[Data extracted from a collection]
-=-=-=-=-
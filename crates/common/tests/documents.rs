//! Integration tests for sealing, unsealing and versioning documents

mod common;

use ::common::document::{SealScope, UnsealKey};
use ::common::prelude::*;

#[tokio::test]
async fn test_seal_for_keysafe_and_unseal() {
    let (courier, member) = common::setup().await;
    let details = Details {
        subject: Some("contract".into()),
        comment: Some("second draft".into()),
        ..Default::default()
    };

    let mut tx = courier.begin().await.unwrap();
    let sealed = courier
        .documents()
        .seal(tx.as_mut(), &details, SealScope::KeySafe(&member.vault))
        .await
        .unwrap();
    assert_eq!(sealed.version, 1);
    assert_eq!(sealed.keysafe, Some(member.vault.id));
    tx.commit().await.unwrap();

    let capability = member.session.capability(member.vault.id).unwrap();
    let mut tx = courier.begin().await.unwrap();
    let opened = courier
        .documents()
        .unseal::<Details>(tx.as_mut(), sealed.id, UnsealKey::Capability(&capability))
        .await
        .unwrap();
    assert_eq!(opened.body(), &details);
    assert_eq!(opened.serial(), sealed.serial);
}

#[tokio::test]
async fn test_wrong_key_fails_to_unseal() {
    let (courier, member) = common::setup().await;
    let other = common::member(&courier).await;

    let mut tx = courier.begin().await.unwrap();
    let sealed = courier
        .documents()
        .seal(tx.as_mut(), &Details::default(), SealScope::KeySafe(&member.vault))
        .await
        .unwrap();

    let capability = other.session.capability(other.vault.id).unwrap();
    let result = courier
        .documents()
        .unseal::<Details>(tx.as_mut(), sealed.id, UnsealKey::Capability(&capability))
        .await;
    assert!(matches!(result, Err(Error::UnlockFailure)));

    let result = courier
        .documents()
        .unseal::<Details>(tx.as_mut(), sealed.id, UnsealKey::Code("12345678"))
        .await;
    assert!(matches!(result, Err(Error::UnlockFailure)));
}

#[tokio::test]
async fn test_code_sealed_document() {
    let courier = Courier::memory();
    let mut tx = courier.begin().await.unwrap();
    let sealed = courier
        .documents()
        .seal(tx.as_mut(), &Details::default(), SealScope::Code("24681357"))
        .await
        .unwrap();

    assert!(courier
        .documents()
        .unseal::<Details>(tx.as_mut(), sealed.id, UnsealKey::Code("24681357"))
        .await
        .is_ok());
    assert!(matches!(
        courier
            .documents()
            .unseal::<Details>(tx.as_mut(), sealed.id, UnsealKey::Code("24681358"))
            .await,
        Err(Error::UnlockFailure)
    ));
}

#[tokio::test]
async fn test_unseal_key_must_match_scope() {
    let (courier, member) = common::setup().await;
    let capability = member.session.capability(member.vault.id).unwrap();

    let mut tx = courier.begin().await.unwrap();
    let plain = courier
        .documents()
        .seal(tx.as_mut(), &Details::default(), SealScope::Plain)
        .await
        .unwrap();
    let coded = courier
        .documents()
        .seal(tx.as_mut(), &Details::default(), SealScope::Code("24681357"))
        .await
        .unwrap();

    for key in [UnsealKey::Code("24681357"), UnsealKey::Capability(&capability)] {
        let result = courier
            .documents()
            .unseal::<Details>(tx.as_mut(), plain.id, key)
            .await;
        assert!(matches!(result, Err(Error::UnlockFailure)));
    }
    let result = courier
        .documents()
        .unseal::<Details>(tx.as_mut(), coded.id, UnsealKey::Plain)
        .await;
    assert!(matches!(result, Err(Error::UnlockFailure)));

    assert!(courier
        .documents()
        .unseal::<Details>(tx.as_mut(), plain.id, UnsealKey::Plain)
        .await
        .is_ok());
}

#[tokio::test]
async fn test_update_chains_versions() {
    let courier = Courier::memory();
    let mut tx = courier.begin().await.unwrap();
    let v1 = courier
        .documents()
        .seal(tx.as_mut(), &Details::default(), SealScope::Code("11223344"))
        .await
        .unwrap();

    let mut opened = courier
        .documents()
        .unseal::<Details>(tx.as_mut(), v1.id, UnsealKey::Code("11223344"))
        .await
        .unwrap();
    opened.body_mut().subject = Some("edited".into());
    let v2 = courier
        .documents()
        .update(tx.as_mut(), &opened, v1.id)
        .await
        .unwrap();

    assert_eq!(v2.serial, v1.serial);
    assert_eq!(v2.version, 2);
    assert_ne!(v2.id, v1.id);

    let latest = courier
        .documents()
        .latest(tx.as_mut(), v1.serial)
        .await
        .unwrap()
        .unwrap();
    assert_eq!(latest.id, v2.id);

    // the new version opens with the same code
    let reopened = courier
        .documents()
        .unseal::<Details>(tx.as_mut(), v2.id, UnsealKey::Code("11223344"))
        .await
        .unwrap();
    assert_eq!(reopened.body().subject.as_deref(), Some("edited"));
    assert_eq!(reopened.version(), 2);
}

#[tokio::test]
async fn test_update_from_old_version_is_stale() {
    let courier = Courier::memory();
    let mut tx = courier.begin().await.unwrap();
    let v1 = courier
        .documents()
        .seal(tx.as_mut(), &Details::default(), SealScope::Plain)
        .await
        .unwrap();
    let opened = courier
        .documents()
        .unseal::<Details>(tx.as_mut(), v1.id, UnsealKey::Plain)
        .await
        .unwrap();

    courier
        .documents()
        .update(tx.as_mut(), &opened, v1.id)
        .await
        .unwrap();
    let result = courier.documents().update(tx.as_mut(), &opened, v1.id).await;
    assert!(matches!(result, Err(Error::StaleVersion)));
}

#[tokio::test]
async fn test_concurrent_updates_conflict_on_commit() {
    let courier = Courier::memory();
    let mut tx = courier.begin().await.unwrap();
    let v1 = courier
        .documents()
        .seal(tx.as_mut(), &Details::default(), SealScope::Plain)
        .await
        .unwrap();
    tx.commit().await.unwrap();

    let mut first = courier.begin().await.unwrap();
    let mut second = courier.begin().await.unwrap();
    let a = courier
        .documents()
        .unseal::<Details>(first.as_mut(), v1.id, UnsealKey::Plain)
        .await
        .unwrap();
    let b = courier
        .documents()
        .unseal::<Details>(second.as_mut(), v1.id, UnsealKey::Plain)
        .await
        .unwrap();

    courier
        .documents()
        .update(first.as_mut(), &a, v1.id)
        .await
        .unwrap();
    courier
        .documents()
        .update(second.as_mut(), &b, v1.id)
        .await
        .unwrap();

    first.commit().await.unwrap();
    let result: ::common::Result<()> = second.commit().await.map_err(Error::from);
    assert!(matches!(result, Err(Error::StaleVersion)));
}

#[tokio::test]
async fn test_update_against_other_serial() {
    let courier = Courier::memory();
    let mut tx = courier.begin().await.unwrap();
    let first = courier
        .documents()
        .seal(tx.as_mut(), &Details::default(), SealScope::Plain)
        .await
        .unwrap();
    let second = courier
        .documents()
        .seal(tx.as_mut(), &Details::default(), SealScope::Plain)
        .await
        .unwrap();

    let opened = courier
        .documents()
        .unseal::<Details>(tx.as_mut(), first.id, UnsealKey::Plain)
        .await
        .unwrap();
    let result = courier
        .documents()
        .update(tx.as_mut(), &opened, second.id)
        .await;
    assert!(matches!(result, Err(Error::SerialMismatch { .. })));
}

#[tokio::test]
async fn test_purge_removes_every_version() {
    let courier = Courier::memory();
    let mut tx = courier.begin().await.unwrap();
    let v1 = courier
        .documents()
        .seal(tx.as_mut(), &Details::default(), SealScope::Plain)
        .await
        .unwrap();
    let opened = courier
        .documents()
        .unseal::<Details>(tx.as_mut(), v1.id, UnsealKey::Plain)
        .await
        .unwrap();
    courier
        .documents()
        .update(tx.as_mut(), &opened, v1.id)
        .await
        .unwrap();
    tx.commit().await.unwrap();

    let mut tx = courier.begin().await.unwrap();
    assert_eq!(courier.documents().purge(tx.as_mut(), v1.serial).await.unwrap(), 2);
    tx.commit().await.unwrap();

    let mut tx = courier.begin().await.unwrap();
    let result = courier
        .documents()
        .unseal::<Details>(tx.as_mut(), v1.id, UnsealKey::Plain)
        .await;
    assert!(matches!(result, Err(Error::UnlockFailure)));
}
-=-=-=-=-
▶ _INSTRUCTIONS TO FOLLOW_
Return, word for word, every line from the top of the entries down to the line that holds "async fn test_wrong_key_fails_to_unseal()", both included.

▶ _WRITTEN REPLY_
filename crates/common/tests/documents.rs
//! Integration tests for sealing, unsealing and versioning documents

mod common;

use ::common::document::{SealScope, UnsealKey};
use ::common::prelude::*;

#[tokio::test]
async fn test_seal_for_keysafe_and_unseal() {
    let (courier, member) = common::setup().await;
    let details = Details {
        subject: Some("contract".into()),
        comment: Some("second draft".into()),
        ..Default::default()
    };

    let mut tx = courier.begin().await.unwrap();
    let sealed = courier
        .documents()
        .seal(tx.as_mut(), &details, SealScope::KeySafe(&member.vault))
        .await
        .unwrap();
    assert_eq!(sealed.version, 1);
    assert_eq!(sealed.keysafe, Some(member.vault.id));
    tx.commit().await.unwrap();

    let capability = member.session.capability(member.vault.id).unwrap();
    let mut tx = courier.begin().await.unwrap();
    let opened = courier
        .documents()
        .unseal::<Details>(tx.as_mut(), sealed.id, UnsealKey::Capability(&capability))
        .await
        .unwrap();
    assert_eq!(opened.body(), &details);
    assert_eq!(opened.serial(), sealed.serial);
}

#[tokio::test]
async fn test_wrong_key_fails_to_unseal() {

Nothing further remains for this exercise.